Symposium Overview—Food Addiction: Fact or Fiction?1–3


Food addiction is a pervasive, yet controversial, topic that has gained recent attention in both lay media and the scientific literature. The goal of this series of articles is to use a combination of preclinical and clinical data to determine whether foods, like drugs of abuse, can be addictive, the conditions under which the addiction develops, and the underlying neurophysiological substrates. Operational definitions of addiction that have been used in the treatment of human disorders and to guide research in both humans and animals are presented, and an overview of the symposium articles is provided. We propose that specific foods, especially those that are rich in fat and/or sugar, are capable of promoting “addiction”-like behavior and neuronal change under certain conditions. That is, these foods, although highly palatable, are not addictive per se but become so following a restriction/binge pattern of consumption. Such consummatory patterns have been associated with increased risk for comorbid conditions such as obesity, early weight gain, depression, anxiety, and substance abuse as well as with relapse and treatment challenges. The topic of food addiction bears study, therefore, to develop fresh approaches to clinical intervention and to advance our understanding of basic mechanisms involved in loss of control.

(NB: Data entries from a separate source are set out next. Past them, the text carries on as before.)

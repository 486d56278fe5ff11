use crate::core::error::PipelineError;
use crate::core::types::{MarketSnapshot, TradePlan};
use crate::experiment::table::ExperimentTable;
use crate::forecast::parser::parse_completion;
use crate::forecast::types::Forecast;
use crate::forecast::validator::{ForecastValidator, inject_timestamp_if_missing};
use crate::strategy::divergence::{Divergence, compute_divergence};
use crate::strategy::take_profit::TakeProfitStrategy;
use crate::strategy::types::{Rejection, StrategyDecision, StrategyInput};
use chrono::Utc;
use tracing::{debug, info};

/// What a successful run produced. A skipped trade is still a success.
#[derive(Debug, Clone, PartialEq)]
pub enum PipelineOutcome {
    Trade {
        forecast: Forecast,
        divergence: Divergence,
        plan: TradePlan,
    },
    NoTrade {
        forecast: Forecast,
        divergence: Divergence,
        rejection: Rejection,
    },
}

impl PipelineOutcome {
    pub fn forecast(&self) -> &Forecast {
        match self {
            PipelineOutcome::Trade { forecast, .. } | PipelineOutcome::NoTrade { forecast, .. } => {
                forecast
            }
        }
    }

    pub fn divergence(&self) -> &Divergence {
        match self {
            PipelineOutcome::Trade { divergence, .. }
            | PipelineOutcome::NoTrade { divergence, .. } => divergence,
        }
    }

    pub fn plan(&self) -> Option<&TradePlan> {
        match self {
            PipelineOutcome::Trade { plan, .. } => Some(plan),
            PipelineOutcome::NoTrade { .. } => None,
        }
    }
}

/// Key every record of one (variant, market) evaluation is stored under.
/// `run_id` is fixed per process invocation, so a replay within a run is
/// deduplicated while later runs get their own rows.
pub fn job_id(run_id: &str, variant: &str, market_id: &str) -> String {
    format!("{}:{}:{}", run_id, variant, market_id)
}

pub struct Dispatcher {
    table: ExperimentTable,
    strategy: TakeProfitStrategy,
    inject_missing_timestamp: bool,
}

impl Dispatcher {
    pub fn new(table: ExperimentTable, strategy: TakeProfitStrategy) -> Self {
        Self {
            table,
            strategy,
            inject_missing_timestamp: true,
        }
    }

    pub fn with_timestamp_injection(mut self, enabled: bool) -> Self {
        self.inject_missing_timestamp = enabled;
        self
    }

    pub fn table(&self) -> &ExperimentTable {
        &self.table
    }

    /// Generates a forecast for `market` with `variant_id` and turns it into a
    /// trade decision.
    pub async fn run(
        &self,
        variant_id: &str,
        market: &MarketSnapshot,
    ) -> Result<PipelineOutcome, PipelineError> {
        let variant = self.table.resolve(variant_id)?;

        if market.closed {
            return Err(PipelineError::InvalidInput(format!(
                "market {} is closed",
                market.market_id
            )));
        }

        let raw = variant
            .generate(market)
            .await
            .map_err(|source| PipelineError::Completion {
                variant: variant_id.to_string(),
                source,
            })?;
        debug!(variant = variant_id, chars = raw.as_str().len(), "Completion received");

        let mut payload = parse_completion(&raw)?;
        if self.inject_missing_timestamp {
            inject_timestamp_if_missing(&mut payload, Utc::now());
        }
        let forecast = ForecastValidator::new(variant.schema()).validate(payload)?;

        let divergence = compute_divergence(market, &forecast)?;
        info!(
            market_id = %market.market_id,
            variant = variant_id,
            outcome = %forecast.outcome,
            probability = %forecast.probability,
            confidence = %forecast.confidence,
            delta_percent = %divergence.delta_percent(),
            "Forecast validated"
        );

        let input = StrategyInput::new(market, &forecast, &divergence);
        let outcome = match self.strategy.evaluate(&input)? {
            StrategyDecision::Trade(plan) => PipelineOutcome::Trade {
                forecast,
                divergence,
                plan,
            },
            StrategyDecision::Skip(rejection) => PipelineOutcome::NoTrade {
                forecast,
                divergence,
                rejection,
            },
        };
        Ok(outcome)
    }
}
use rust_decimal::Decimal;
use serde::{Deserialize, Serialize};
use std::fmt;

// ----------- Market side -----------------

/// A tradable side of a binary market. Each one maps to its own venue token.
#[derive(Clone, Copy, Debug, PartialEq, Eq, Hash, Serialize, Deserialize)]
#[serde(rename_all = "UPPERCASE")]
pub enum TokenOutcome {
    Yes,
    No,
}

impl TokenOutcome {
    pub fn opposite(self) -> Self {
        match self {
            TokenOutcome::Yes => TokenOutcome::No,
            TokenOutcome::No => TokenOutcome::Yes,
        }
    }

    pub fn as_str(self) -> &'static str {
        match self {
            TokenOutcome::Yes => "YES",
            TokenOutcome::No => "NO",
        }
    }
}

impl fmt::Display for TokenOutcome {
    fn fmt(&self, f: &mut fmt::Formatter<'_>) -> fmt::Result {
        f.write_str(self.as_str())
    }
}

#[derive(Clone, Debug, PartialEq, Eq, Serialize, Deserialize)]
pub struct TokenPair {
    pub yes: String,
    pub no: String,
}

impl TokenPair {
    pub fn token_for(&self, outcome: TokenOutcome) -> &str {
        match outcome {
            TokenOutcome::Yes => &self.yes,
            TokenOutcome::No => &self.no,
        }
    }
}

/// Point-in-time view of a binary market as reported by the market-data feed.
///
/// `yes_price` is `None` when the feed price could not be used (missing or
/// unparseable). The NO price is always derived, never stored.
#[derive(Clone, Debug, PartialEq, Serialize, Deserialize)]
pub struct MarketSnapshot {
    pub market_id: String,
    #[serde(default)]
    pub question: String,
    #[serde(default)]
    pub description: String,
    pub yes_price: Option<Decimal>,
    pub closed: bool,
    pub tokens: TokenPair,
}

impl MarketSnapshot {
    /// YES price if it is a usable probability.
    pub fn usable_yes_price(&self) -> Option<Decimal> {
        self.yes_price
            .filter(|p| *p >= Decimal::ZERO && *p <= Decimal::ONE)
    }

    pub fn no_price(&self) -> Option<Decimal> {
        self.usable_yes_price().map(|p| Decimal::ONE - p)
    }

    pub fn price_of(&self, outcome: TokenOutcome) -> Option<Decimal> {
        match outcome {
            TokenOutcome::Yes => self.usable_yes_price(),
            TokenOutcome::No => self.no_price(),
        }
    }
}

// ----------- Completion contract -----------------

#[derive(Clone, Copy, Debug, PartialEq, Eq, Serialize, Deserialize)]
#[serde(rename_all = "lowercase")]
pub enum Role {
    System,
    User,
}

#[derive(Clone, Debug, PartialEq, Serialize, Deserialize)]
pub struct ChatMessage {
    pub role: Role,
    pub content: String,
}

impl ChatMessage {
    pub fn system(content: impl Into<String>) -> Self {
        Self {
            role: Role::System,
            content: content.into(),
        }
    }

    pub fn user(content: impl Into<String>) -> Self {
        Self {
            role: Role::User,
            content: content.into(),
        }
    }
}

#[derive(Clone, Debug, PartialEq, Serialize)]
pub struct CompletionRequest {
    pub model: String,
    pub temperature: f32,
    pub messages: Vec<ChatMessage>,
}

/// Unprocessed model output. May wrap the JSON payload in prose or code fences.
#[derive(Clone, Debug, PartialEq, Eq)]
pub struct RawCompletion(pub String);

impl RawCompletion {
    pub fn as_str(&self) -> &str {
        &self.0
    }
}

impl From<String> for RawCompletion {
    fn from(s: String) -> Self {
        Self(s)
    }
}

impl From<&str> for RawCompletion {
    fn from(s: &str) -> Self {
        Self(s.to_string())
    }
}

// ----------- Trade plan wire format -----------------

#[derive(Clone, Copy, Debug, PartialEq, Eq, Serialize, Deserialize)]
#[serde(rename_all = "UPPERCASE")]
pub enum Side {
    Buy,
    Sell,
}

#[derive(Clone, Copy, Debug, PartialEq, Eq, Serialize, Deserialize)]
#[serde(rename_all = "UPPERCASE")]
pub enum OrderType {
    Market,
    Limit,
}

#[derive(Clone, Copy, Debug, Default, PartialEq, Eq, Serialize, Deserialize)]
#[serde(rename_all = "lowercase")]
pub enum PlanMode {
    #[default]
    Paper,
    Live,
}

impl PlanMode {
    pub fn as_str(self) -> &'static str {
        match self {
            PlanMode::Paper => "paper",
            PlanMode::Live => "live",
        }
    }
}

#[derive(Clone, Debug, PartialEq, Serialize, Deserialize)]
#[serde(rename_all = "camelCase")]
pub struct TradeLeg {
    pub market_token_id: String,
    pub outcome: TokenOutcome,
    pub side: Side,
    pub order_type: OrderType,
    #[serde(with = "rust_decimal::serde::float")]
    pub size: Decimal,
    #[serde(
        default,
        with = "rust_decimal::serde::float_option",
        skip_serializing_if = "Option::is_none"
    )]
    pub price: Option<Decimal>,
}

#[derive(Clone, Debug, PartialEq, Serialize, Deserialize)]
#[serde(rename_all = "camelCase")]
pub struct TradePlan {
    pub plan_id: String,
    pub mode: PlanMode,
    #[serde(default, skip_serializing_if = "Option::is_none")]
    pub notes: Option<String>,
    pub trades: Vec<TradeLeg>,
}

impl TradePlan {
    pub fn entry(&self) -> Option<&TradeLeg> {
        self.trades.first()
    }

    pub fn exit(&self) -> Option<&TradeLeg> {
        self.trades.get(1)
    }
}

Food addiction: A pervasive, yet controversial, concept

The concept of “food addiction” has gained recent attention in both lay media (~334,000 hits on Google) and in the scientific literature. Food addiction has been implicated in craving, bingeing, and obesity. It has been used to support the avoidance of foods as diverse as carrots (1), cheese, and chocolate as well as foods containing specific compounds such as sugar and casomorphins [see Wadman (2) for an overview]. Treatment of food addiction has even been used as a strategy in the treatment of eating disorders (3). The concept of food addiction, then, is pervasive.

Although pervasive, the concept of food addiction is also controversial. Thus, although anecdotal reports abound, few studies have attempted to determine the “addictive” properties of foods using rigorous scientific criteria. One of the problems, of course, is that everyone eats. How can a label of “addictive” be applied to that which supports life itself? Rather than assume that all foods are addictive, we propose that some foods are more addictive than others, especially foods rich in fat and/or sugar. These typically are the foods that become forbidden, are those on which people binge, and are often energy dense. Even so, we also propose that these foods, although highly palatable, are not addictive, per se, but become so following a restriction/binge pattern of consumption.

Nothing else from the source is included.